Maintaining the domestic environmental and labor standards of agreement partners.
Ensuring that small businesses get equal access to international markets, equitable trade benefits, and expanded export market opportunities.
Improving the effectiveness of legal regimes, creating more democratic societies, and bolstering respect for internationally recognized human rights.
Argument in favor
There is bipartisan agreement that this bill will open markets for U.S. exports, give the U.S. more access to imports, and save average consumers money. Congress would still have a chance to weigh in, and ultimately approve or deny any trade agreements.
Argument opposed
This bill doesn't protect American workers who could lose their jobs because of the increased competition from "fast-tracked" trade agreements. It also gives too much negotiating power to the President and corporations — not the American people.
Impact
Anyone in the U.S. who buys things, American businesses of all sizes, their employees, Congress, the U.S. and global economy, and the President.
Cost of S. 995
A CBO cost estimate is unavailable. However, a CBO analysis of the House version of this bill found that it would cost less than $500,000 over the 2015-2025 period to implement.
Additional Info
In-Depth:
This bill was introduced with bipartisan support by Sen. Orrin Hatch (R-UT) and Sen. Ron Wyden (D-OR). Rep. Paul Ryan (R-WI) introduced the companion bill into the House. All three hailed the potential for job creation and economic growth that fast-tracked free trade agreements would facilitate. They also gushed over the improved oversight features.
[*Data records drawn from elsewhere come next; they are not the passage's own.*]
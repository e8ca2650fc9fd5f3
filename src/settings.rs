//! Runtime settings
//!
//! Read from the JSON file named by `TILE_ARCADE_SETTINGS`; defaults otherwise.

use std::path::{Path, PathBuf};

use serde::{Deserialize, Serialize};

use crate::error::{Error, Result};

/// Game settings/preferences
#[derive(Debug, Clone, PartialEq, Eq, Serialize, Deserialize)]
#[serde(default)]
pub struct Settings {
    /// Request a vsync-paced present mode
    pub vsync: bool,
    /// Prefer an sRGB surface format
    pub srgb: bool,
    /// Seed for the snake target RNG (clock-derived when absent)
    pub seed: Option<u64>,
    /// Dump the snake body at debug level after every move
    pub log_snake_body: bool,
}

impl Default for Settings {
    fn default() -> Self {
        Self {
            vsync: true,
            srgb: true,
            seed: None,
            log_snake_body: false,
        }
    }
}

impl Settings {
    /// Environment variable naming the settings file
    pub const ENV_VAR: &'static str = "TILE_ARCADE_SETTINGS";

    /// Load settings from `$TILE_ARCADE_SETTINGS`, or defaults when unset
    pub fn load() -> Result<Self> {
        match std::env::var_os(Self::ENV_VAR) {
            Some(path) => Self::from_path(PathBuf::from(path)),
            None => {
                log::info!("Using default settings");
                Ok(Self::default())
            }
        }
    }

    pub fn from_path(path: impl AsRef<Path>) -> Result<Self> {
        let path = path.as_ref();
        let json = std::fs::read_to_string(path).map_err(|source| Error::SettingsIo {
            path: path.to_path_buf(),
            source,
        })?;
        let settings = Self::from_json(&json).map_err(|source| Error::SettingsParse {
            path: path.to_path_buf(),
            source,
        })?;
        log::info!("Loaded settings from {}", path.display());
        Ok(settings)
    }

    pub fn from_json(json: &str) -> serde_json::Result<Self> {
        serde_json::from_str(json)
    }

    /// Seed to use for this run
    pub fn effective_seed(&self) -> u64 {
        self.seed.unwrap_or_else(|| {
            std::time::SystemTime::now()
                .duration_since(std::time::UNIX_EPOCH)
                .map(|d| d.as_secs())
                .unwrap_or(0)
        })
    }
}

#[cfg(test)]
mod tests {
    use super::*;

    #[test]
    fn test_partial_json_keeps_defaults() {
        let settings = Settings::from_json(r#"{ "seed": 42 }"#).unwrap();
        assert_eq!(settings.seed, Some(42));
        assert!(settings.vsync);
        assert!(settings.srgb);
        assert!(!settings.log_snake_body);
        assert_eq!(settings.effective_seed(), 42);
    }

    #[test]
    fn test_malformed_json_is_rejected() {
        assert!(Settings::from_json("{ vsync: yes").is_err());
    }

    #[test]
    fn test_missing_file_reports_path() {
        let err = Settings::from_path("/nonexistent/tile-arcade.json").unwrap_err();
        assert!(matches!(err, Error::SettingsIo { .. }));
        assert!(err.to_string().contains("/nonexistent/tile-arcade.json"));
    }
}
President Obama has expressed his support for the bipartisan proposal, vowing to only sign an agreement that helps improve the economic circumstances of ordinary Americans. In the President’s press release, the White House notes that exports currently support 11 million jobs in the U.S., and that 95 percent of global consumers live outside our borders.
The President has pushed back against critics of the trade bill, saying:
“I would not be doing this trade deal if I did not think it was a good deal for the middle class. And when you hear folks making a lot of suggestions about about how bad this trade deal is, when you dig into this bill they are wrong.”
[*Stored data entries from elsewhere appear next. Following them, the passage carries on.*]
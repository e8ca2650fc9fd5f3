//! The two games, as `Game` implementations for the harness

pub mod pong;
pub mod snake;

pub use pong::PongGame;
pub use snake::SnakeGame;
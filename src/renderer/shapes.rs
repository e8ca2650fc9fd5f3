//! Shape generation for 2D primitives

use super::frame::{Color, Frame};
use super::vertex::Vertex;
use crate::sim::Rect;

/// Convert window pixels (origin top-left, y down) to NDC
pub fn pixel_to_ndc(x: f32, y: f32, viewport: (u32, u32)) -> (f32, f32) {
    let (w, h) = viewport;
    (x / w as f32 * 2.0 - 1.0, 1.0 - y / h as f32 * 2.0)
}

/// Two triangles covering `rect`
pub fn rect(rect: &Rect, color: [f32; 4], viewport: (u32, u32)) -> [Vertex; 6] {
    let (x0, y0) = pixel_to_ndc(rect.left() as f32, rect.top() as f32, viewport);
    let (x1, y1) = pixel_to_ndc(rect.right() as f32, rect.bottom() as f32, viewport);

    [
        Vertex::new(x0, y0, color),
        Vertex::new(x0, y1, color),
        Vertex::new(x1, y0, color),
        Vertex::new(x1, y0, color),
        Vertex::new(x0, y1, color),
        Vertex::new(x1, y1, color),
    ]
}

/// Vertices for every fill of a frame, in draw order
pub fn frame_vertices(frame: &Frame, viewport: (u32, u32), linear: bool) -> Vec<Vertex> {
    let mut vertices = Vec::with_capacity(frame.fills.len() * 6);
    for (r, color) in &frame.fills {
        vertices.extend_from_slice(&rect(r, Color::to_f32(*color, linear), viewport));
    }
    vertices
}

#[cfg(test)]
mod tests {
    use super::*;
    use crate::renderer::frame::colors;

    #[test]
    fn test_full_viewport_rect_spans_ndc() {
        let verts = rect(&Rect::new(0, 0, 540, 480), [1.0; 4], (540, 480));
        let xs: Vec<f32> = verts.iter().map(|v| v.position[0]).collect();
        let ys: Vec<f32> = verts.iter().map(|v| v.position[1]).collect();
        assert_eq!(xs.iter().cloned().fold(f32::MAX, f32::min), -1.0);
        assert_eq!(xs.iter().cloned().fold(f32::MIN, f32::max), 1.0);
        assert_eq!(ys.iter().cloned().fold(f32::MAX, f32::min), -1.0);
        assert_eq!(ys.iter().cloned().fold(f32::MIN, f32::max), 1.0);
    }

    #[test]
    fn test_top_left_pixel_is_top_left_ndc() {
        assert_eq!(pixel_to_ndc(0.0, 0.0, (100, 100)), (-1.0, 1.0));
        assert_eq!(pixel_to_ndc(50.0, 50.0, (100, 100)), (0.0, 0.0));
    }

    #[test]
    fn test_frame_vertices_keep_order() {
        let mut frame = Frame::new(colors::NAVY);
        frame.fill(Rect::new(0, 0, 10, 10), colors::WHITE);
        frame.fill(Rect::new(5, 5, 10, 10), colors::RED);
        let verts = frame_vertices(&frame, (100, 100), false);
        assert_eq!(verts.len(), 12);
        assert_eq!(verts[0].color, colors::WHITE.to_f32(false));
        assert_eq!(verts[11].color, colors::RED.to_f32(false));
    }
}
Detractors of this bill have expressed concerns about a lack of safeguards against currency manipulation that can hurt U.S. workers. Sen. Chuck Schumer (D-NY) attached an amendment addressing the currency concerns which passed the Senate Finance Committee, as the fast-track bill itself passed on a 20-6 vote. Sen. Elizabeth Warren (D-MA) has criticized the secrecy of negotiations, alleging that she has been told:
“‘We can’t make this deal public because if the American people saw what was in it, they would be opposed to it.’ If the American people would be opposed to a trade agreement if they saw it, then that agreement should not become the law of the U.S.”
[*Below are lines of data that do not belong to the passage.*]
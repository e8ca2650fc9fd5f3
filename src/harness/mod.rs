//! Shared game harness
//!
//! Both games plug into the same loop: poll input, step the simulation, stop
//! on a terminal state, otherwise render and present. `Session` holds that
//! loop's logic independent of any window so it can be driven from tests;
//! `run` wires it to winit and wgpu.

mod app;

use std::process::ExitCode;

use crate::error::Result;
use crate::input::{InputEvent, Key};
use crate::renderer::{Frame, colors};
use crate::settings::Settings;

/// A game the harness can drive
pub trait Game {
    /// Window title
    fn title(&self) -> &str;

    /// Window size in pixels; also the game's coordinate space
    fn size(&self) -> (u32, u32);

    /// Feed one input event to the game's input mapper
    fn handle_input(&mut self, event: InputEvent);

    /// Advance by `dt` seconds of wall-clock time. Each game decides how many
    /// simulation ticks that amounts to.
    fn step(&mut self, dt: f32);

    /// Describe the current state
    fn render(&self, frame: &mut Frame);

    /// Terminal state reached
    fn is_over(&self) -> bool;
}

/// How a session ended
#[derive(Debug, Clone, Copy, PartialEq, Eq)]
pub enum Outcome {
    /// Window closed or Escape pressed
    Quit,
    /// The game reached its terminal state
    GameOver,
}

impl Outcome {
    pub fn exit_code(self) -> ExitCode {
        match self {
            Outcome::Quit => ExitCode::SUCCESS,
            Outcome::GameOver => ExitCode::FAILURE,
        }
    }
}

/// One play session: a game plus the loop bookkeeping around it
pub struct Session<G: Game> {
    game: G,
    frame: Frame,
    outcome: Option<Outcome>,
}

impl<G: Game> Session<G> {
    pub fn new(game: G) -> Self {
        Self {
            game,
            frame: Frame::new(colors::NAVY),
            outcome: None,
        }
    }

    pub fn game(&self) -> &G {
        &self.game
    }

    pub fn outcome(&self) -> Option<Outcome> {
        self.outcome
    }

    /// Route one input event. Quit requests end the session; everything else
    /// goes to the game.
    pub fn handle(&mut self, event: InputEvent) {
        if self.outcome.is_some() {
            return;
        }
        match event {
            InputEvent::Quit | InputEvent::KeyDown(Key::Escape) => {
                log::info!("Quit requested");
                self.outcome = Some(Outcome::Quit);
            }
            event => self.game.handle_input(event),
        }
    }

    /// Step the game. Returns the outcome once the game is over.
    pub fn advance(&mut self, dt: f32) -> Option<Outcome> {
        if self.outcome.is_none() {
            self.game.step(dt);
            if self.game.is_over() {
                self.outcome = Some(Outcome::GameOver);
            }
        }
        self.outcome
    }

    /// Rebuild and return the frame for the current state
    pub fn draw(&mut self) -> &Frame {
        self.frame.reset(colors::NAVY);
        self.game.render(&mut self.frame);
        &self.frame
    }
}

/// Open a window for `game` and run it until quit or game over
pub fn run<G: Game>(game: G, settings: &Settings) -> Result<Outcome> {
    app::run(Session::new(game), settings)
}

/// Report a finished run on stderr and map it to a process exit code
pub fn finish(result: Result<Outcome>) -> ExitCode {
    match result {
        Ok(Outcome::Quit) => {
            log::info!("Bye");
            Outcome::Quit.exit_code()
        }
        Ok(Outcome::GameOver) => {
            eprintln!("GAME OVER!");
            Outcome::GameOver.exit_code()
        }
        Err(e) => {
            log::error!("{e}");
            eprintln!("{e}");
            ExitCode::FAILURE
        }
    }
}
Other Democrats like Rep. Sander Levin (D-MI) have proposed alternatives that are favored by unions, but Levin’s amendment did not receive a vote in the House Ways and Means Committee while the original bill passed on a 25-13 vote.
Congress would be able to appoint a designated congressional adviser for trade policy and negotiations. That adviser would consult with the U.S. Trade Representative negotiating an agreement throughout the process before signing off on an agreement. Congressional advisory groups would also be created (in both chambers) to advise the U.S. Trade Representative on negotiating strategies and positions for trade agreements.
Of Note:
There are two major trade agreements that could be approved under this authority — the Trans-Pacific Partnership (TPP) and the Transatlantic Trade and Investment Partnership (TTIP). Countries that are involved in TPP negotiations include Australia, Brunei, Canada, Chile, Japan, Malaysia, Mexico, New Zealand, Peru, Singapore, the U.S., and Vietnam. The economies of these potential partners combine to account for 40 percent of global GDP or $27.5 trillion, 60 percent of which is attributed to the U.S.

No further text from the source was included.